Path: utzoo!utgpu!water!watmath!clyde!att!osu-cis!tut.cis.ohio-state.edu!ukma!mailrus!husc6!ddl
From: ddl@husc6.harvard.edu (Dan Lanciani)
Newsgroups: comp.protocols.appletalk
Subject: Re: KIP/K-Star
Keywords: IP SUBNET LOCALTALK KSTART KIP
Message-ID: <374@husc6.harvard.edu>
Date: 20 Sep 88 22:40:24 GMT
References: <858@hub.ucsb.edu>
Organization: Harvard University, Cambridge MA
Lines: 26

In article <858@hub.ucsb.edu>, aks@hydra.ucsb.edu ( ) writes:
> I would like to understand why (apparently both) KIP and K-Star do not
> support the ability to treat the Localtalk network as an IP subnet AND
> provide the directed, encapsulated IP feature?

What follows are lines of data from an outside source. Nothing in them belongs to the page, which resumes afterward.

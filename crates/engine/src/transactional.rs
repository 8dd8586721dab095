//! Retry-wrapped transactional combinators
//!
//! A unit of work is written once against `&mut dyn TransactionOps` (or the
//! read-only / write-only views) and run either:
//! - inside an existing transaction: the function is called directly and
//!   nothing is committed, so composed units never nest commits
//! - from a client: a fresh root transaction is opened, the function runs,
//!   the transaction commits, and a read-write conflict re-runs the whole
//!   function up to `max_retries` more times
//!
//! # Example
//!
//! ```text
//! let config = RetryConfig::default();
//! let total = transactional_read_write(&config, &client, |tx| {
//!     let n = tx.get(vec!["counter".into()])?.and_then(|v| v.as_number()).unwrap_or(0.0);
//!     tx.set(vec!["counter".into()], (n + 1.0).into())?;
//!     Ok(n + 1.0)
//! })?;
//! ```

use tracing::{debug, warn};

use tupledb_core::{Error, Result};

use crate::client::TupleDatabaseClient;
use crate::database::RetryConfig;
use crate::transaction::{Transaction, TransactionSubspace};
use crate::transaction_ops::{TransactionOps, TransactionRead, TransactionWrite};

/// Where a transactional function runs
pub enum TxContext<'a> {
    /// Open a root transaction per attempt and commit it
    Client(&'a TupleDatabaseClient),
    /// Run inside this transaction without committing
    Transaction(&'a mut (dyn TransactionOps + 'a)),
}

impl<'a> From<&'a TupleDatabaseClient> for TxContext<'a> {
    fn from(client: &'a TupleDatabaseClient) -> Self {
        TxContext::Client(client)
    }
}

impl<'a> From<&'a mut Transaction> for TxContext<'a> {
    fn from(tx: &'a mut Transaction) -> Self {
        TxContext::Transaction(tx)
    }
}

impl<'a, 'b: 'a> From<&'a mut TransactionSubspace<'b>> for TxContext<'a> {
    fn from(tx: &'a mut TransactionSubspace<'b>) -> Self {
        TxContext::Transaction(tx)
    }
}

impl<'a, 'b: 'a> From<&'a mut (dyn TransactionOps + 'b)> for TxContext<'a> {
    fn from(tx: &'a mut (dyn TransactionOps + 'b)) -> Self {
        TxContext::Transaction(tx)
    }
}

/// Run `f` with read-write access, retrying on conflict
///
/// # Errors
///
/// Returns `f`'s error unchanged (the attempt is cancelled, never retried),
/// a non-conflict commit error, or the last `ReadWriteConflict` once
/// `config.max_retries` retries are exhausted.
pub fn transactional_read_write<'a, T, F>(
    config: &RetryConfig,
    ctx: impl Into<TxContext<'a>>,
    mut f: F,
) -> Result<T>
where
    F: FnMut(&mut dyn TransactionOps) -> Result<T>,
{
    let client = match ctx.into() {
        TxContext::Transaction(tx) => return f(tx),
        TxContext::Client(client) => client,
    };

    for attempt in 0..=config.max_retries {
        let mut tx = client.transact();
        let value = match f(&mut tx) {
            Ok(value) => value,
            Err(e) => {
                // Dropping `tx` cancels it
                debug!(target: "tupledb::txn", tx_id = %tx.id(), error = %e, "Transaction body failed");
                return Err(e);
            }
        };

        match tx.commit() {
            Ok(()) => return Ok(value),
            Err(e) if e.is_conflict() && attempt < config.max_retries => {
                let delay = config.calculate_delay(attempt);
                warn!(
                    target: "tupledb::txn",
                    tx_id = %tx.id(),
                    attempt = attempt + 1,
                    max_retries = config.max_retries,
                    delay_ms = delay.as_millis() as u64,
                    "Conflict, retrying transaction"
                );
                if !delay.is_zero() {
                    std::thread::sleep(delay);
                }
            }
            Err(e) => return Err(e),
        }
    }

    // The final attempt always returns above
    Err(Error::internal("retry loop exited without returning a result"))
}

/// Run `f` with read-only access, retrying on conflict
///
/// A read-only transaction still commits so its reads are checked.
pub fn transactional_read<'a, T, F>(
    config: &RetryConfig,
    ctx: impl Into<TxContext<'a>>,
    mut f: F,
) -> Result<T>
where
    F: FnMut(&mut dyn TransactionRead) -> Result<T>,
{
    transactional_read_write(config, ctx, |tx| f(tx.as_read()))
}

/// Run `f` with write-only access, retrying on conflict
pub fn transactional_write<'a, T, F>(
    config: &RetryConfig,
    ctx: impl Into<TxContext<'a>>,
    mut f: F,
) -> Result<T>
where
    F: FnMut(&mut dyn TransactionWrite) -> Result<T>,
{
    transactional_read_write(config, ctx, |tx| f(tx.as_write()))
}
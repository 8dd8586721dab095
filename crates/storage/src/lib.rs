//! Storage layer for tupledb
//!
//! This crate defines the storage adapter contract and two reference backends:
//! - TupleStorage: synchronous scan/commit/close contract
//! - AsyncTupleStorage + SyncAdapter: asynchronous contract (feature `async`)
//! - InMemoryTupleStorage: sorted vector under a RwLock
//! - EncodedTupleStorage: BTreeMap keyed by order-preserving tuple encodings

#![warn(missing_docs)]
#![warn(clippy::all)]

pub mod encoded;
pub mod memory;
pub mod traits;

pub use encoded::EncodedTupleStorage;
pub use memory::InMemoryTupleStorage;
pub use traits::TupleStorage;

#[cfg(feature = "async")]
pub use traits::{AsyncTupleStorage, SyncAdapter};
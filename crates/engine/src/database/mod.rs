//! TupleDatabase: storage, conflict detection and reactivity in one place
//!
//! This module provides the engine that orchestrates:
//! - A storage backend behind the [`TupleStorage`] contract
//! - The [`ConcurrencyLog`] for optimistic conflict detection
//! - The [`ReactivityTracker`] for change notification
//! - Transaction metrics
//!
//! ## Commit protocol
//!
//! 1. Match the writes against current subscriptions
//! 2. Under the log lock: check the committing transaction for conflicts,
//!    apply the batch to storage, then record every touched tuple as a write
//! 3. After the lock is released: notify matched subscribers
//!
//! A conflicting commit never reaches storage, a batch the backend rejects
//! leaves no write records behind, and subscribers never observe a write
//! before the backend has applied it.

pub mod config;
mod transactions;

pub use config::{EncodingConfig, TupleDbConfig};
pub use transactions::RetryConfig;

use std::fmt;
use std::sync::atomic::{AtomicBool, Ordering};

use parking_lot::Mutex;
use tracing::{debug, info, warn};

use tupledb_concurrency::ConcurrencyLog;
use tupledb_core::{Error, KeyValuePair, NormalizedBounds, Result, TxId, WriteOps};
use tupledb_storage::{EncodedTupleStorage, InMemoryTupleStorage, TupleStorage};

use crate::coordinator::{TransactionCoordinator, TransactionMetrics};
use crate::reactivity::{Callback, ReactivityTracker, Unsubscribe};

// ============================================================================
// Database Struct
// ============================================================================

/// Embeddable ordered tuple store with transactions and subscriptions
///
/// Share it across threads behind an `Arc`; every method takes `&self`.
/// Most callers use it through [`TupleDatabaseClient`](crate::TupleDatabaseClient).
///
/// # Example
///
/// ```text
/// let db = Arc::new(TupleDatabase::in_memory());
/// db.commit(&WriteOps::new().with_set(vec!["a".into()], 1.into()), None)?;
/// let rows = db.scan(&Bounds::prefix(vec![]).normalize(), None)?;
/// ```
pub struct TupleDatabase {
    storage: Box<dyn TupleStorage>,
    log: Mutex<ConcurrencyLog>,
    reactivity: ReactivityTracker,
    coordinator: TransactionCoordinator,
    config: TupleDbConfig,
    open: AtomicBool,
}

impl TupleDatabase {
    /// Create a database over `storage` with the default configuration
    pub fn new(storage: impl TupleStorage + 'static) -> Self {
        Self::with_config(storage, TupleDbConfig::default())
    }

    /// Create a database over `storage` with `config`
    ///
    /// The encoding section is ignored here: `storage` already exists.
    pub fn with_config(storage: impl TupleStorage + 'static, config: TupleDbConfig) -> Self {
        debug!(target: "tupledb::storage", "Database opened");
        Self {
            storage: Box::new(storage),
            log: Mutex::new(ConcurrencyLog::new()),
            reactivity: ReactivityTracker::new(),
            coordinator: TransactionCoordinator::new(),
            config,
            open: AtomicBool::new(true),
        }
    }

    /// Create a database over a fresh [`InMemoryTupleStorage`]
    pub fn in_memory() -> Self {
        Self::new(InMemoryTupleStorage::new())
    }

    /// Create a database over a fresh [`EncodedTupleStorage`] using the
    /// encoding options from `config`
    ///
    /// # Errors
    ///
    /// Returns an error if the encoding section is invalid.
    pub fn from_config(config: TupleDbConfig) -> Result<Self> {
        let storage = EncodedTupleStorage::with_options(config.encoding_options()?)?;
        Ok(Self::with_config(storage, config))
    }

    /// Rows within `bounds`, recording the read for `tx_id` first
    ///
    /// # Errors
    ///
    /// Returns `InvalidBounds` for an inverted range or a storage error.
    pub fn scan(&self, bounds: &NormalizedBounds, tx_id: Option<TxId>) -> Result<Vec<KeyValuePair>> {
        bounds.validate()?;
        if let Some(tx_id) = tx_id {
            self.log.lock().read(tx_id, bounds.clone());
        }
        self.storage.scan(bounds)
    }

    /// Apply `writes` atomically
    ///
    /// With a `tx_id`, the commit is rejected if another transaction wrote
    /// inside any range this one read; the transaction's reads are dropped
    /// either way. Without one, the batch is a blind write that never
    /// conflicts.
    ///
    /// # Errors
    ///
    /// Returns `ReadWriteConflict` if the transaction lost a race, or a
    /// storage error if the backend rejected the batch.
    pub fn commit(&self, writes: &WriteOps, tx_id: Option<TxId>) -> Result<()> {
        let emits = self.reactivity.compute_emits(writes);
        let writer = tx_id.unwrap_or_default();

        {
            let mut log = self.log.lock();
            if let Some(tx_id) = tx_id {
                if let Err(conflict) = log.commit(tx_id) {
                    self.coordinator.record_conflict();
                    warn!(
                        target: "tupledb::txn",
                        %tx_id,
                        writer = %conflict.writer_tx_id,
                        tuple = ?conflict.tuple,
                        "Transaction conflicted"
                    );
                    return Err(conflict.into());
                }
            }
            if let Err(e) = self.storage.commit(writes) {
                if tx_id.is_some() {
                    self.coordinator.record_cancel();
                }
                return Err(e);
            }
            for tuple in writes.touched() {
                log.write(writer, tuple.clone());
            }
        }

        if tx_id.is_some() {
            self.coordinator.record_commit();
        }
        if writes.is_empty() {
            debug!(target: "tupledb::txn", tx_id = %writer, "Committed without writes");
        } else {
            info!(
                target: "tupledb::txn",
                tx_id = %writer,
                sets = writes.set.len(),
                removes = writes.remove.len(),
                subscribers = emits.len(),
                "Committed"
            );
        }

        self.reactivity.emit(emits, writer);
        Ok(())
    }

    /// Discard `tx_id`'s recorded reads
    ///
    /// Never touches storage; unknown ids are a no-op.
    pub fn cancel(&self, tx_id: TxId) {
        self.log.lock().cancel(tx_id);
        self.coordinator.record_cancel();
        debug!(target: "tupledb::txn", %tx_id, "Transaction cancelled");
    }

    /// Call `callback` with the matching slice of every later commit that
    /// writes inside `bounds`
    ///
    /// # Errors
    ///
    /// Returns `InvalidBounds` for an inverted range.
    pub fn subscribe(
        &self,
        bounds: impl Into<NormalizedBounds>,
        callback: Callback,
    ) -> Result<Unsubscribe> {
        let bounds = bounds.into();
        bounds.validate()?;
        Ok(self.reactivity.subscribe(bounds, callback))
    }

    /// Close the storage backend
    ///
    /// Later scans and commits fail with a storage error.
    pub fn close(&self) -> Result<()> {
        if !self.open.swap(false, Ordering::SeqCst) {
            return Err(Error::storage("database already closed"));
        }
        self.storage.close()?;
        info!(target: "tupledb::storage", "Database closed");
        Ok(())
    }

    /// Whether [`close`](Self::close) has not been called
    pub fn is_open(&self) -> bool {
        self.open.load(Ordering::SeqCst)
    }

    /// Start a new transaction id and count it in the metrics
    pub fn begin(&self) -> TxId {
        self.coordinator.start_transaction()
    }

    /// Count a caller-supplied transaction id as started
    pub fn begin_with_id(&self, tx_id: TxId) -> TxId {
        self.coordinator.record_start();
        debug!(target: "tupledb::txn", %tx_id, "Transaction started");
        tx_id
    }

    /// Snapshot of the transaction counters
    pub fn metrics(&self) -> TransactionMetrics {
        self.coordinator.metrics()
    }

    /// The configuration this database was created with
    pub fn config(&self) -> &TupleDbConfig {
        &self.config
    }

    /// Number of live subscriptions
    pub fn subscription_count(&self) -> usize {
        self.reactivity.len()
    }

    /// Number of entries in the concurrency log
    pub fn log_len(&self) -> usize {
        self.log.lock().len()
    }
}

impl fmt::Debug for TupleDatabase {
    fn fmt(&self, f: &mut fmt::Formatter<'_>) -> fmt::Result {
        f.debug_struct("TupleDatabase")
            .field("open", &self.is_open())
            .field("reactivity", &self.reactivity)
            .field("config", &self.config)
            .finish_non_exhaustive()
    }
}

	I made some changes to KIP to allow the LocalTalk segment to
be an ip subnet rather than an extension of the ethernet that the Kbox
is on.  The ip address of the subnet is read from the atalkatab database
in one of the "spare" fields.  There are some limitations.  First,
the KIP code seems to like 8 bits of host and I made no attempt to fight
this trend.  If you have a net mask of other than 255.255.255.0 you
will have problems.  Second, I didn't fix ip routing itself to understand
subnets, so proxy arp from other gateways on a backbone would still be
required.  (I think someone else has fixed this, but it was unnecessary
for us since our gateways need to do proxy arp anyway.)  The Kbox
will, in turn, do proxy arp for its own subnet.  If this isn't clear,
think of the Kbox as a gateway that knows the subnet of its LocalTalk
cable but assumes that all other subnets are directly connected to
its ethernet interface.  Third, I did not add a RIP process to
KIP (and it may well not fit) so you need to run a RIP spoofer on
some other host so that hosts that *do* understand subnets will
route to the Kbox.  If this sounds useful given all the stated
restrictions, I will make it available.